The UK government will give ministers a limited power to set NICE’s cost-effectiveness threshold, after a consultation drew strong warnings over political interference and the agency’s independence
The UK government will give ministers a limited power to set NICE’s cost-effectiveness threshold, after a consultation drew strong warnings over political interference and the agency’s independence. It will also drop the requirement for NICE to consult when a ministerial direction forces related methods changes.
The Department of Health and Social Care’s consultation response follows a five-week exercise opened on 9 December 2025 and closed on 13 January 2026. The government says the change is a matter of public policy because it affects how much of the health budget goes to new treatments, and it wants elected ministers to hold that lever while NICE keeps control of the rest of its methods.
That leaves a sharper line between threshold-setting and technical appraisal work.
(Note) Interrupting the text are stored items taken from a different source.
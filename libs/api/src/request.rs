use serde::{Deserialize, Serialize};

#[derive(Debug, Clone, Serialize, Deserialize)]
pub struct Arm {
    pub session_id: String,
}

/// Body of a node `POST /stop`. `session_id` makes the idempotent replay
/// explicit; when absent the current recording is stopped.
#[derive(Debug, Clone, Default, Serialize, Deserialize)]
pub struct Stop {
    #[serde(default, skip_serializing_if = "Option::is_none")]
    pub session_id: Option<String>,
}

#[derive(Debug, Clone, Default, Serialize, Deserialize)]
pub struct ClusterStart {
    #[serde(default, skip_serializing_if = "Option::is_none")]
    pub session_id: Option<String>,
}

#[derive(Debug, Clone, Serialize, Deserialize)]
pub struct PeerAdd {
    pub node_id: String,
    pub endpoint: String,
}

/// Query parameters a slave attaches to `GET /sync/time` so the master can
/// reverse-learn its origin.
#[derive(Debug, Clone, Default, Serialize, Deserialize)]
pub struct SyncTimeQuery {
    #[serde(default, skip_serializing_if = "Option::is_none")]
    pub node_id: Option<String>,
    #[serde(default, skip_serializing_if = "Option::is_none")]
    pub endpoint: Option<String>,
}

#[derive(Debug, Clone, Serialize, Deserialize)]
pub struct UploadInit {
    pub node_id: String,
    pub session_id: String,
    pub recording_id: String,
    pub file_size: u64,
    pub chunk_size: u64,
    pub checksum: String,
}

#[derive(Debug, Clone, Serialize, Deserialize)]
pub struct UploadFinalize {
    pub upload_id: String,
    pub total_chunks: u32,
}

#[derive(Debug, Clone, Serialize, Deserialize)]
pub struct UploadConfirm {
    pub session_id: String,
    pub node_id: String,
}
Under the amended National Institute for Health and Care Excellence (Constitution and Functions) and the Health and Social Care Information Centre (Functions) Regulations 2013, ministers will be able to direct NICE on the standard threshold used in technology appraisal and highly specialised technology decisions, but not on the substance of guidance.
The consultation showed broad resistance to the consultation waiver. Seventy-six per cent of respondents disagreed that NICE should not have to consult on procedural changes tied to a ministerial direction, while 57 per cent disagreed with limiting the power to the standard threshold and many cited concern about political pressure.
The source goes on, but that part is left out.